Luke 16:1-13 (NIV)
The Parable of the Shrewd Manager
16 Jesus told his disciples: “There was a rich man whose manager was accused of wasting his possessions. 2 So he called him in and asked him, ‘What is this I hear about you? Give an account of your management, because you cannot be manager any longer.’
3 “The manager said to himself, ‘What shall I do now? My master is taking away my job. I’m not strong enough to dig, and I’m ashamed to beg— 4 I know what I’ll do so that, when I lose my job here, people will welcome me into their houses.’
5 “So he called in each one of his master’s debtors. He asked the first, ‘How much do you owe my master?’
6 “‘Nine hundred gallons of olive oil,’ he replied.
“The manager told him, ‘Take your bill, sit down quickly, and make it four hundred and fifty.’
7 “Then he asked the second, ‘And how much do you owe?’
“‘A thousand bushels of wheat,’ he replied.
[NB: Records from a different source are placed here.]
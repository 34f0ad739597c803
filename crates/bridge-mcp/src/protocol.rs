//! MCP protocol message types.
//!
//! Implements the JSON-RPC based MCP protocol, newline-delimited over stdio.

use serde::{Deserialize, Serialize};
use serde_json::Value;

/// Protocol version constant
pub const MCP_PROTOCOL_VERSION: &str = "2024-11-05";

/// JSON-RPC version
pub const JSONRPC_VERSION: &str = "2.0";

/// MCP message types
#[derive(Debug, Clone, Serialize, Deserialize)]
#[serde(untagged)]
pub enum McpMessage {
    /// Request message
    Request(McpRequest),
    /// Response message
    Response(McpResponse),
    /// Notification message (no id)
    Notification(McpNotification),
}

impl McpMessage {
    /// Check if this is a request
    pub fn is_request(&self) -> bool {
        matches!(self, Self::Request(_))
    }

    /// Check if this is a notification
    pub fn is_notification(&self) -> bool {
        matches!(self, Self::Notification(_))
    }
}

/// Request ID (string, number, or null for malformed requests)
#[derive(Debug, Clone, PartialEq, Eq, Hash, Serialize, Deserialize)]
#[serde(untagged)]
pub enum RequestId {
    /// String ID
    String(String),
    /// Number ID
    Number(i64),
    /// Null ID, used when answering unparseable requests
    Null,
}

impl From<&str> for RequestId {
    fn from(s: &str) -> Self {
        Self::String(s.to_string())
    }
}

impl From<i64> for RequestId {
    fn from(n: i64) -> Self {
        Self::Number(n)
    }
}

impl std::fmt::Display for RequestId {
    fn fmt(&self, f: &mut std::fmt::Formatter<'_>) -> std::fmt::Result {
        match self {
            Self::String(s) => write!(f, "{}", s),
            Self::Number(n) => write!(f, "{}", n),
            Self::Null => write!(f, "null"),
        }
    }
}

/// JSON-RPC request
#[derive(Debug, Clone, Serialize, Deserialize)]
pub struct McpRequest {
    /// JSON-RPC version
    pub jsonrpc: String,
    /// Request ID
    pub id: RequestId,
    /// Method name
    pub method: String,
    /// Optional parameters
    #[serde(skip_serializing_if = "Option::is_none")]
    pub params: Option<Value>,
}

impl McpRequest {
    /// Create a new request
    pub fn new(id: impl Into<RequestId>, method: impl Into<String>) -> Self {
        Self {
            jsonrpc: JSONRPC_VERSION.to_string(),
            id: id.into(),
            method: method.into(),
            params: None,
        }
    }

    /// Add parameters to the request
    pub fn with_params(mut self, params: Value) -> Self {
        self.params = Some(params);
        self
    }
}

/// JSON-RPC response
#[derive(Debug, Clone, Serialize, Deserialize)]
pub struct McpResponse {
    /// JSON-RPC version
    pub jsonrpc: String,
    /// Request ID this response corresponds to
    pub id: RequestId,
    /// Result (present on success)
    #[serde(skip_serializing_if = "Option::is_none")]
    pub result: Option<Value>,
    /// Error (present on failure)
    #[serde(skip_serializing_if = "Option::is_none")]
    pub error: Option<McpRpcError>,
}

impl McpResponse {
    /// Create a success response
    pub fn success(id: impl Into<RequestId>, result: Value) -> Self {
        Self {
            jsonrpc: JSONRPC_VERSION.to_string(),
            id: id.into(),
            result: Some(result),
            error: None,
        }
    }

    /// Create an error response
    pub fn error(id: impl Into<RequestId>, error: McpRpcError) -> Self {
        Self {
            jsonrpc: JSONRPC_VERSION.to_string(),
            id: id.into(),
            result: None,
            error: Some(error),
        }
    }

    /// Check if this is a success response
    pub fn is_success(&self) -> bool {
        self.error.is_none()
    }

    /// Get the result, consuming the response
    pub fn into_result(self) -> Result<Value, McpRpcError> {
        match self.error {
            Some(e) => Err(e),
            None => Ok(self.result.unwrap_or(Value::Null)),
        }
    }
}

/// JSON-RPC error
#[derive(Debug, Clone, Serialize, Deserialize)]
pub struct McpRpcError {
    /// Error code
    pub code: i32,
    /// Error message
    pub message: String,
    /// Additional error data
    #[serde(skip_serializing_if = "Option::is_none")]
    pub data: Option<Value>,
}

impl McpRpcError {
    /// Create a new error
    pub fn new(code: i32, message: impl Into<String>) -> Self {
        Self {
            code,
            message: message.into(),
            data: None,
        }
    }

    /// Add data to the error
    pub fn with_data(mut self, data: Value) -> Self {
        self.data = Some(data);
        self
    }

    // Standard JSON-RPC error codes

    /// Parse error (-32700)
    pub fn parse_error() -> Self {
        Self::new(-32700, "Parse error")
    }

    /// Invalid request (-32600)
    pub fn invalid_request() -> Self {
        Self::new(-32600, "Invalid request")
    }

    /// Method not found (-32601)
    pub fn method_not_found() -> Self {
        Self::new(-32601, "Method not found")
    }

    /// Invalid params (-32602)
    pub fn invalid_params() -> Self {
        Self::new(-32602, "Invalid params")
    }

    /// Internal error (-32603)
    pub fn internal_error() -> Self {
        Self::new(-32603, "Internal error")
    }
}

impl std::fmt::Display for McpRpcError {
    fn fmt(&self, f: &mut std::fmt::Formatter<'_>) -> std::fmt::Result {
        write!(f, "[{}] {}", self.code, self.message)
    }
}

impl std::error::Error for McpRpcError {}

/// JSON-RPC notification (no id, no response expected)
#[derive(Debug, Clone, Serialize, Deserialize)]
pub struct McpNotification {
    /// JSON-RPC version
    pub jsonrpc: String,
    /// Method name
    pub method: String,
    /// Optional parameters
    #[serde(skip_serializing_if = "Option::is_none")]
    pub params: Option<Value>,
}

impl McpNotification {
    /// Create a new notification
    pub fn new(method: impl Into<String>) -> Self {
        Self {
            jsonrpc: JSONRPC_VERSION.to_string(),
            method: method.into(),
            params: None,
        }
    }
}

/// MCP tool definition
#[derive(Debug, Clone, Serialize, Deserialize)]
#[serde(rename_all = "camelCase")]
pub struct McpTool {
    /// Tool name
    pub name: String,
    /// Tool description
    #[serde(default, skip_serializing_if = "Option::is_none")]
    pub description: Option<String>,
    /// Input schema (JSON Schema)
    #[serde(default)]
    pub input_schema: Value,
}

impl McpTool {
    /// Create a new MCP tool
    pub fn new(name: impl Into<String>) -> Self {
        Self {
            name: name.into(),
            description: None,
            input_schema: Value::Object(serde_json::Map::new()),
        }
    }

    /// Set description
    pub fn with_description(mut self, desc: impl Into<String>) -> Self {
        self.description = Some(desc.into());
        self
    }

    /// Set input schema
    pub fn with_input_schema(mut self, schema: Value) -> Self {
        self.input_schema = schema;
        self
    }
}

/// MCP tool execution result
#[derive(Debug, Clone, Serialize, Deserialize)]
#[serde(rename_all = "camelCase")]
pub struct McpToolResult {
    /// Result content
    pub content: Vec<McpContent>,
    /// Whether the execution produced an error
    #[serde(default)]
    pub is_error: bool,
}

/// Content types in MCP responses
#[derive(Debug, Clone, Serialize, Deserialize)]
#[serde(tag = "type", rename_all = "camelCase")]
pub enum McpContent {
    /// Text content
    #[serde(rename = "text")]
    Text { text: String },
}

impl McpContent {
    /// Create text content
    pub fn text(text: impl Into<String>) -> Self {
        Self::Text { text: text.into() }
    }
}

/// Server information returned after initialization
#[derive(Debug, Clone, Serialize, Deserialize)]
pub struct McpServerInfo {
    /// Server name
    pub name: String,
    /// Server version
    pub version: String,
}

/// Server capabilities
#[derive(Debug, Clone, Default, Serialize, Deserialize)]
pub struct McpCapabilities {
    /// Tool capabilities
    #[serde(default, skip_serializing_if = "Option::is_none")]
    pub tools: Option<ToolCapabilities>,
}

/// Tool capabilities
#[derive(Debug, Clone, Default, Serialize, Deserialize)]
#[serde(rename_all = "camelCase")]
pub struct ToolCapabilities {
    /// Whether the server notifies tool-list changes
    #[serde(default)]
    pub list_changed: bool,
}

/// Initialize response
#[derive(Debug, Clone, Serialize, Deserialize)]
#[serde(rename_all = "camelCase")]
pub struct InitializeResult {
    /// Protocol version
    pub protocol_version: String,
    /// Server capabilities
    pub capabilities: McpCapabilities,
    /// Server info
    pub server_info: McpServerInfo,
}

/// MCP method names
pub mod methods {
    /// Initialize
    pub const INITIALIZE: &str = "initialize";
    /// Initialized notification
    pub const INITIALIZED: &str = "notifications/initialized";
    /// List tools
    pub const TOOLS_LIST: &str = "tools/list";
    /// Call tool
    pub const TOOLS_CALL: &str = "tools/call";
    /// Ping
    pub const PING: &str = "ping";
}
“He told him, ‘Take your bill and make it eight hundred.’
8 “The master commended the dishonest manager because he had acted shrewdly. For the people of this world are more shrewd in dealing with their own kind than are the people of the light. 9 I tell you, use worldly wealth to gain friends for yourselves, so that when it is gone, you will be welcomed into eternal dwellings.
10 “Whoever can be trusted with very little can also be trusted with much, and whoever is dishonest with very little will also be dishonest with much. 11 So if you have not been trustworthy in handling worldly wealth, who will trust you with true riches?12 And if you have not been trustworthy with someone else’s property, who will give you property of your own?
13 “No one can serve two masters. Either you will hate the one and love the other, or you will be devoted to the one and despise the other. You cannot serve both God and money.”
This parable must have sounded impossible to the first hearers of it. I am sure they were not sure what Jesus was telling them. I remember telling my mother this story once and she did not believe that it was actually in the Bible. If we were to update the parable, perhaps it might sound a little like this:
Jesus said to the disciples, ‘There was an extremely powerful trade union official who held the highest office in a major trade union federation. He was well known and widely respected of in the world of politics and and exercised influence in the whole country. But charges were brought against him that he had appointed a junior staff member in an manner that was contrary to the rules of his organization and that he had engaged in an inappropriate sexual encounter with this person outside his marriage. So he said to himself, “What will I do, now that they may take my position away from me? I am not strong enough to dig, and I am ashamed to beg. I have decided what to do so that they won’t be able to take my position away from me, I will call together the best of my friends and all those who owe their own high office to my power, and I will say to them, “With great care and subtlety of language I intend to refute this accusations whether what I say is true or not, and you will stick by me, no matter what is said, for I know everything about everyone one of you, and all that I know will go into the public domain if you don’t give me your undivided support. If I fall you will fall too, so you’d better stand by me.’ And all the office bearers and friends did exactly that.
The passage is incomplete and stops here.